Thursday, 14 February 2019

Joint Oireachtas Committee on the Implementation of the Good Friday Agreement

East Border Region

Mr. Arnold Hatch:

In regard to the interconnector, I come from the hub of the north, Portadown. There is an industrial estate there, the Carn industrial estate, where Moy Park, Irwin's and many food companies are located.

If we do not get a better electricity supply we will not be able to expand. Development in Craigavon is held up because of the lack of the interconnector. I cannot comment on whether it should go overground or underground. As the planning application may well come to the planning committee of Armagh City, Banbridge and Craigavon Borough Council, I have to keep an open mind on the subject. Regardless of from what source it comes, be that Scotland or Dublin, it is needed now for Northern Ireland to grow, never mind the Border corridor. We are only 20 miles from the Border and we are affected.

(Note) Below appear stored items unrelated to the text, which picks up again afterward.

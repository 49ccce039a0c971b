//! The three public entry points (`canonicalize`, `reduce`, `solve`) plus the
//! labeling pass that assigns deterministic `R1`, `A1`, … names to
//! unlabeled resistors and ammeters and validates explicit ones. Sources
//! carry no canonical index (only resistors/ammeters get one).

use crate::canonicalize::{self, CanonicalGraph};
use crate::error::{CircuitError, CircuitResult};
use crate::ids::EdgeId;
use crate::model::{Circuit, Edge, EdgeKind};
use crate::reduce;
use crate::superposition::{self, SuperpositionResult};
use crate::tree::Expr;
use crate::units::{Amps, Ohms, Volts};
use std::collections::{HashMap, HashSet};

/// Reserved id for the synthetic external-supply edge `solve` injects across
/// the terminals when `external_supply` is given.
const EXTERNAL_SUPPLY_ID: EdgeId = EdgeId(u64::MAX);

fn prefix_for(kind: &EdgeKind) -> Option<char> {
    match kind {
        EdgeKind::Resistor { .. } => Some('R'),
        EdgeKind::Ammeter => Some('A'),
        EdgeKind::VSource { .. } | EdgeKind::ISource { .. } => None,
        EdgeKind::Wire => None,
    }
}

/// Parse a label of the form `R7`, `R_7`, `R{7}`, or `R_{7}` for the given
/// prefix letter; any other shape is rejected.
fn parse_indexed_label(prefix: char, label: &str) -> Option<u64> {
    let rest = label.strip_prefix(prefix)?;
    let digits = if let Some(d) = rest.strip_prefix("_{").and_then(|d| d.strip_suffix('}')) {
        d
    } else if let Some(d) = rest.strip_prefix('{').and_then(|d| d.strip_suffix('}')) {
        d
    } else if let Some(d) = rest.strip_prefix('_') {
        d
    } else {
        rest
    };
    if digits.is_empty() || !digits.bytes().all(|b| b.is_ascii_digit()) {
        return None;
    }
    digits.parse().ok()
}

/// Assign `R1`, `A1`-style labels to every unlabeled resistor/ammeter,
/// validating explicit labels for format and uniqueness along the way.
/// Sources and wires are never labeled by this pass.
pub fn assign_labels(circuit: &mut Circuit) -> CircuitResult<()> {
    let mut used_numbers: HashMap<char, HashSet<u64>> = HashMap::new();
    let mut seen_labels: HashSet<String> = HashSet::new();

    for edge in &circuit.edges {
        let Some(prefix) = prefix_for(&edge.kind) else { continue };
        let Some(label) = &edge.label else { continue };
        if !seen_labels.insert(label.clone()) {
            return Err(CircuitError::Labeling(format!("duplicate label '{label}'")));
        }
        match parse_indexed_label(prefix, label) {
            Some(n) => {
                used_numbers.entry(prefix).or_default().insert(n);
            }
            None => {
                return Err(CircuitError::Labeling(format!(
                    "label '{label}' does not match the expected pattern for {prefix}<n>"
                )));
            }
        }
    }

    let mut next_numbers: HashMap<char, u64> = HashMap::new();
    for edge in &mut circuit.edges {
        if edge.label.is_some() {
            continue;
        }
        let Some(prefix) = prefix_for(&edge.kind) else { continue };
        let used = used_numbers.entry(prefix).or_default();
        let counter = next_numbers.entry(prefix).or_insert(0);
        loop {
            *counter += 1;
            if !used.contains(counter) {
                used.insert(*counter);
                break;
            }
        }
        edge.label = Some(format!("{prefix}{counter}"));
    }
    Ok(())
}

/// Canonicalize `circuit` into its super-node graph.
pub fn canonicalize(circuit: &Circuit) -> CircuitResult<CanonicalGraph> {
    canonicalize::canonicalize(circuit)
}

/// Canonicalize then series/parallel-reduce `circuit` to a single tree
/// expression oriented `+` → `−`.
pub fn reduce(circuit: &Circuit) -> CircuitResult<Expr> {
    let graph = canonicalize::canonicalize(circuit)?;
    reduce::reduce(&graph)
}

/// One resistor's solved operating point.
#[derive(Debug, Clone, PartialEq)]
pub struct ResistorReport {
    pub id: EdgeId,
    pub name: Option<String>,
    pub ohms: Ohms,
    pub voltage: Volts,
    pub current: Amps,
}

/// The full result of [`solve`]: the canonical graph solved against, the
/// superposition breakdown, and each resistor's derived voltage/current.
#[derive(Debug, Clone, PartialEq)]
pub struct SolveReport {
    pub graph: CanonicalGraph,
    pub superposition: SuperpositionResult,
    pub resistors: Vec<ResistorReport>,
}

/// Canonicalize `circuit` and solve it by superposition. When
/// `external_supply` is given, an extra ideal voltage source named `U_s` is
/// injected across the circuit's resolved `+`/`−` terminals before solving -
/// the same resolution `canonicalize` itself falls back to (explicit fields,
/// else the first voltage source's endpoints, else the first two vertices).
pub fn solve(circuit: &Circuit, external_supply: Option<Volts>) -> CircuitResult<SolveReport> {
    let mut working = circuit.clone();
    if let Some(volts) = external_supply {
        let (plus, minus) = canonicalize::resolve_terminal_vertices(&working)?;
        let mut supply = Edge::new(EXTERNAL_SUPPLY_ID, plus, minus, EdgeKind::VSource { volts });
        supply.label = Some("U_s".to_string());
        working.add_edge(supply);
    }

    let graph = canonicalize::canonicalize(&working)?;
    let superposition_result = superposition::superpose(&graph)?;

    let mut resistors = Vec::new();
    for edge in &graph.edges {
        if let EdgeKind::Resistor { ohms } = &edge.kind {
            let voltage = superposition_result.branch_voltage(edge.n1, edge.n2);
            let current = Amps(voltage.value() * ohms.conductance());
            resistors.push(ResistorReport {
                id: edge.id,
                name: edge.label.clone(),
                ohms: *ohms,
                voltage,
                current,
            });
        }
    }

    Ok(SolveReport {
        graph,
        superposition: superposition_result,
        resistors,
    })
}
//! Client side of the greeter exchange
//!
//! Used by `greeter-ping` and by the hardened stale-path check.

use std::io;
use std::path::Path;

use tokio::io::{AsyncReadExt, AsyncWriteExt};
use tokio::net::UnixStream;
use tracing::debug;

/// Connect to `path`, send `payload` and collect everything until the server
/// closes the connection
///
/// An empty payload sends nothing and half-closes immediately, which the
/// server sees as a clean disconnect.
pub async fn exchange(path: &Path, payload: &[u8]) -> io::Result<Vec<u8>> {
    let mut stream = UnixStream::connect(path).await?;

    if payload.is_empty() {
        stream.shutdown().await?;
    } else {
        stream.write_all(payload).await?;
    }

    let mut reply = Vec::new();
    stream.read_to_end(&mut reply).await?;

    debug!(path = ?path, sent = payload.len(), received = reply.len(), "Exchange complete");
    Ok(reply)
}

/// Whether something is accepting connections at `path`
pub async fn probe(path: &Path) -> bool {
    match UnixStream::connect(path).await {
        Ok(_) => true,
        Err(e) => {
            debug!(path = ?path, error = %e, "Probe connect failed");
            false
        }
    }
}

In terms of broadband, I was living in cuckoo land because I thought that the programme in the South would roll out a minimum of 80 Mbps of fibre to every household over the next for or five years. I presumed that was going ahead and we were sitting jealously watching from the North. One of our councillors who lives in the Banbridge area cannot get broadband. There are two contracts floating about, one of which is a local contract with BT which will take fibre to hubs which will then circulate it to businesses. The second contract is a BT contract which allows the company to decide where the work starts, which is usually the highest area, working outwards into the country because there is more money in the central areas than there is in the peripheral areas. We are trying to get a contract which is the opposite. We want BT to service the worst areas first and work inwards. Regardless of what way it is done, we need it done now.